Francs compagnons, énergiques et braves,
Nous fuyons du travail les ignobles entraves.
Loin du patron et loin de l’atelier.
Cambrioleurs ! voilà notre métier.

Ne foutant rien,
Jamais d’turbin,
Un, deux, trois,
Marquons l’pas,
Les Anti ne turbinent pas!

Un, deux, trois,
Marquons l’pas,
C’est la terreur des bourgeois !

Par tous les temps,
Foutons-nous sur le flanc;
Plus d’exploiteurs,
Tous anti-travailleurs!

Proclamant l’droit à la paresse,
Nous estimons que le pauvre exploité
Commet un acte de bassesse,
Se faisant le soutien de la propriété.

Car, turbinant, et turbinant sans trêve,
Il ne consomme pas ; devant le tas, il crève.
Et pendant que le patron, l’exploiteur,
Sur sa misère sait édifier son bonheur,

Brave ouvrier,
Faut turbiner,
Un, deux, trois, etc.

Si tous les travailleurs du monde,
Cessaient leur abjecte prostitution,
Avec leurs masses profondes,
Nous aurions vite fait notre révolution.

Et sans fusils, sans bombes, sans barricades,
Rien qu’en posant l’outil qui tue et qui dégrade,
Grève sur tout et dans tout l’Univers !
Le monde bourgeois serait vite mis à l’envers.

Grève sur tout,
Chambard partout,
Un, deux, trois, etc.

Quand on verra luire la sociale,
Et que, dans l’Univers entier,
Devant la fureur générale,
S’ouvrira l’ère des grandes luttes sans quartier,
Les Anti commenceront la besogne,
Qui purgera la terre de toute la charogne.
Bourgeois, jugeurs, galonards et patrons,
Sous leurs lourdes faux comme des épis tomberont.

Marchant les premiers,
Fauchant sans pitié,
Un, deux, trois,
L’arme au bras,
Les Anti ne reculent pas, etc.

Quand l’Anarchie, par toute la terre,
Aura fait son grand rôle épurateur,
En se groupant par caractères,
Les Anti deviendront d’excellents travailleurs.

Car, le travail n’étant plus l’esclavage,
Ils mettront, tous, la main et le coeur à l’ouvrage.
Pour leurs besoins, travaillant en commun,
Le travail de tous fera le bonheur de chacun

Après l’anarchie,
C’est l’harmonie.
Pour le droit et pour soi,
L’Anti-travailleur travaillera ;
Pour le droit et pour soi,

Quand il n’y aura plus de bourgeois ;
A ce moment,
Nous levant fièrement,
Sans exploiteurs,
Plus d’Anti-travailleurs!

 

 

Cette chanson a été rédigée par un membre anonyme du groupe des Anti-travailleurs.
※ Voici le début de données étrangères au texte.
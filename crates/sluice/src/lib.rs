pub mod checksum;
pub mod classify;
pub mod config;
pub mod db;
pub mod error;
pub mod ledger;
pub mod logging;
pub mod pipeline;
pub mod recovery;
pub mod sanitize;
pub mod secrets;
pub mod storage;
pub mod store;
pub mod transform;
pub mod upload;
pub mod worker;

pub use classify::{ArchiveFormat, FileClass, KeyBuilder, TabularFormat};
pub use config::{load_config, Config};
pub use error::{ConfigError, Result, SluiceError, StorageError, WorkerError};
pub use ledger::{LedgerError, ProgressLedger, ProgressRecord, ProgressStatus};
pub use pipeline::{FatalError, FileOutcome, FilePipeline, FileState, ProgressReporter};
pub use recovery::{RecoveryCoordinator, RecoveryError, RecoveryReport};
pub use secrets::{resolve_secret, resolve_secret_optional, SecretError};
pub use store::{InMemoryObjectStore, ObjectStore, S3ObjectStore, StoreError};
pub use upload::{RetryPolicy, UploadError, Uploader};
pub use worker::{DetectionSender, DirectoryScanner, FileDetected, FileReport, Orchestrator, StopReport};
C’est alors qu’il purgeait, en 1896, une seconde condamnation pour vol à la maison d’arrêt de Nîmes que Charles Perrier, médecin des prisons, l’a recueillie. Ce dernier la fera figurer trois ans plus tard dans son ouvrage Les criminels, études concernant 859 condamnés.
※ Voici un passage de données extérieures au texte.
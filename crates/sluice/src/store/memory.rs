//! In-process object store with call accounting and fault injection.

use std::collections::{BTreeMap, HashMap};
use std::sync::atomic::{AtomicUsize, Ordering};
use std::sync::Mutex;
use std::time::Duration;

use async_trait::async_trait;

use super::{ObjectHead, ObjectStore, PutOutcome, PutRequest, StoreError, UploadBody};
use crate::checksum::sha256_bytes;

#[derive(Debug, Clone, PartialEq, Eq)]
pub struct StoredObject {
    pub body: Vec<u8>,
    pub content_type: String,
    pub etag: String,
    pub metadata: HashMap<String, String>,
}

#[derive(Default)]
struct Counters {
    put: AtomicUsize,
    head: AtomicUsize,
    delete: AtomicUsize,
    list: AtomicUsize,
}

/// Thread-safe object store kept in memory.
#[derive(Default)]
pub struct InMemoryObjectStore {
    objects: Mutex<BTreeMap<String, StoredObject>>,
    calls: Counters,
    failing_puts: AtomicUsize,
    failing_heads: AtomicUsize,
    put_delay: Mutex<Option<Duration>>,
}

fn etag_of(body: &[u8]) -> String {
    format!("\"{}\"", &sha256_bytes(body)[..32])
}

impl InMemoryObjectStore {
    pub fn new() -> Self {
        Self::default()
    }

    /// The next `n` puts fail with a transient error before touching state.
    pub fn fail_next_puts(&self, n: usize) {
        self.failing_puts.store(n, Ordering::SeqCst);
    }

    /// The next `n` heads fail with a transient error.
    pub fn fail_next_heads(&self, n: usize) {
        self.failing_heads.store(n, Ordering::SeqCst);
    }

    /// Every put sleeps for `delay` before committing.
    pub fn set_put_delay(&self, delay: Duration) {
        if let Ok(mut guard) = self.put_delay.lock() {
            *guard = Some(delay);
        }
    }

    /// Stores an object exactly as given, bypassing the marker protocol.
    /// Models a body that landed without its final commit.
    pub fn insert_raw(&self, key: &str, body: &[u8], metadata: HashMap<String, String>) {
        let object = StoredObject {
            etag: etag_of(body),
            body: body.to_vec(),
            content_type: "application/octet-stream".to_string(),
            metadata,
        };
        if let Ok(mut objects) = self.objects.lock() {
            objects.insert(key.to_string(), object);
        }
    }

    pub fn object(&self, key: &str) -> Option<StoredObject> {
        self.objects.lock().ok()?.get(key).cloned()
    }

    pub fn keys(&self) -> Vec<String> {
        self.objects
            .lock()
            .map(|objects| objects.keys().cloned().collect())
            .unwrap_or_default()
    }

    pub fn put_calls(&self) -> usize {
        self.calls.put.load(Ordering::SeqCst)
    }

    pub fn head_calls(&self) -> usize {
        self.calls.head.load(Ordering::SeqCst)
    }

    pub fn delete_calls(&self) -> usize {
        self.calls.delete.load(Ordering::SeqCst)
    }

    pub fn list_calls(&self) -> usize {
        self.calls.list.load(Ordering::SeqCst)
    }

    pub fn total_calls(&self) -> usize {
        self.put_calls() + self.head_calls() + self.delete_calls() + self.list_calls()
    }

    fn take_fault(counter: &AtomicUsize) -> bool {
        counter
            .fetch_update(Ordering::SeqCst, Ordering::SeqCst, |n| n.checked_sub(1))
            .is_ok()
    }

    fn poisoned(op: &'static str, key: &str) -> StoreError {
        StoreError::Rejected {
            op,
            key: key.to_string(),
            message: "store lock poisoned".to_string(),
        }
    }
}

#[async_trait]
impl ObjectStore for InMemoryObjectStore {
    async fn put(&self, request: &PutRequest) -> Result<PutOutcome, StoreError> {
        self.calls.put.fetch_add(1, Ordering::SeqCst);

        let delay = self.put_delay.lock().ok().and_then(|d| *d);
        if let Some(delay) = delay {
            tokio::time::sleep(delay).await;
        }

        if Self::take_fault(&self.failing_puts) {
            return Err(StoreError::Transient {
                op: "put",
                key: request.key.clone(),
                message: "injected fault".to_string(),
            });
        }

        let body = match &request.body {
            UploadBody::File(path) => tokio::fs::read(path).await.map_err(|e| StoreError::Body {
                key: request.key.clone(),
                source: e,
            })?,
            UploadBody::Bytes(bytes) => bytes.clone(),
        };

        let etag = etag_of(&body);
        let bytes_written = body.len() as u64;
        let object = StoredObject {
            body,
            content_type: request.content_type.clone(),
            etag: etag.clone(),
            metadata: request.metadata.clone(),
        };
        self.objects
            .lock()
            .map_err(|_| Self::poisoned("put", &request.key))?
            .insert(request.key.clone(), object);

        Ok(PutOutcome {
            etag,
            bytes_written,
        })
    }

    async fn head(&self, key: &str) -> Result<Option<ObjectHead>, StoreError> {
        self.calls.head.fetch_add(1, Ordering::SeqCst);

        if Self::take_fault(&self.failing_heads) {
            return Err(StoreError::Transient {
                op: "head",
                key: key.to_string(),
                message: "injected fault".to_string(),
            });
        }

        let objects = self.objects.lock().map_err(|_| Self::poisoned("head", key))?;
        Ok(objects.get(key).map(|o| ObjectHead {
            key: key.to_string(),
            size: o.body.len() as u64,
            etag: Some(o.etag.clone()),
            metadata: o.metadata.clone(),
        }))
    }

    async fn delete(&self, key: &str) -> Result<(), StoreError> {
        self.calls.delete.fetch_add(1, Ordering::SeqCst);
        self.objects
            .lock()
            .map_err(|_| Self::poisoned("delete", key))?
            .remove(key);
        Ok(())
    }

    async fn list(&self, prefix: &str) -> Result<Vec<String>, StoreError> {
        self.calls.list.fetch_add(1, Ordering::SeqCst);
        let objects = self.objects.lock().map_err(|_| Self::poisoned("list", prefix))?;
        Ok(objects
            .keys()
            .filter(|k| k.starts_with(prefix))
            .cloned()
            .collect())
    }
}

#[cfg(test)]
mod tests {
    use super::*;
    use crate::store::COMPLETION_MARKER_KEY;

    fn request(key: &str, body: &[u8]) -> PutRequest {
        PutRequest {
            key: key.to_string(),
            body: UploadBody::Bytes(body.to_vec()),
            content_type: "text/plain".to_string(),
            metadata: HashMap::from([(COMPLETION_MARKER_KEY.to_string(), "true".to_string())]),
        }
    }

    #[tokio::test]
    async fn test_put_then_head() {
        let store = InMemoryObjectStore::new();
        let out = store.put(&request("a.txt", b"hello")).await.unwrap();
        assert_eq!(out.bytes_written, 5);

        let head = store.head("a.txt").await.unwrap().unwrap();
        assert_eq!(head.size, 5);
        assert_eq!(head.etag.as_deref(), Some(out.etag.as_str()));
        assert!(head.is_complete());
        assert_eq!(store.put_calls(), 1);
        assert_eq!(store.head_calls(), 1);
    }

    #[tokio::test]
    async fn test_head_missing() {
        let store = InMemoryObjectStore::new();
        assert!(store.head("nope").await.unwrap().is_none());
    }

    #[tokio::test]
    async fn test_injected_put_faults() {
        let store = InMemoryObjectStore::new();
        store.fail_next_puts(2);

        assert!(store.put(&request("a", b"x")).await.unwrap_err().is_retryable());
        assert!(store.put(&request("a", b"x")).await.is_err());
        assert!(store.put(&request("a", b"x")).await.is_ok());
        assert_eq!(store.keys(), vec!["a".to_string()]);
    }

    #[tokio::test]
    async fn test_insert_raw_has_no_marker() {
        let store = InMemoryObjectStore::new();
        store.insert_raw("big.bin", &[0u8; 16], HashMap::new());
        let head = store.head("big.bin").await.unwrap().unwrap();
        assert!(!head.is_complete());
    }

    #[tokio::test]
    async fn test_list_by_prefix_and_delete() {
        let store = InMemoryObjectStore::new();
        store.put(&request("bundle/a.txt", b"a")).await.unwrap();
        store.put(&request("bundle/b.parquet", b"b")).await.unwrap();
        store.put(&request("bundles.txt", b"c")).await.unwrap();

        let listed = store.list("bundle/").await.unwrap();
        assert_eq!(listed, vec!["bundle/a.txt", "bundle/b.parquet"]);

        store.delete("bundle/a.txt").await.unwrap();
        store.delete("bundle/a.txt").await.unwrap();
        assert_eq!(store.list("bundle/").await.unwrap().len(), 1);
        assert_eq!(store.delete_calls(), 2);
    }
}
Perrier relate dans ce livre ses observations sur la vie des détenus qu’il a rencontré, leurs relations, leurs habitudes, les faits qui les ont amené à être enfermés, avec certains détails parfois intéressants (tatouages, bribes de récits de vie, etc.). Le tout, évidemment, avec la condescendance classique des représentants de la bourgeoisie de l’époque. Il est donc nécessaire d’aborder un tel témoignage avec quelques précautions.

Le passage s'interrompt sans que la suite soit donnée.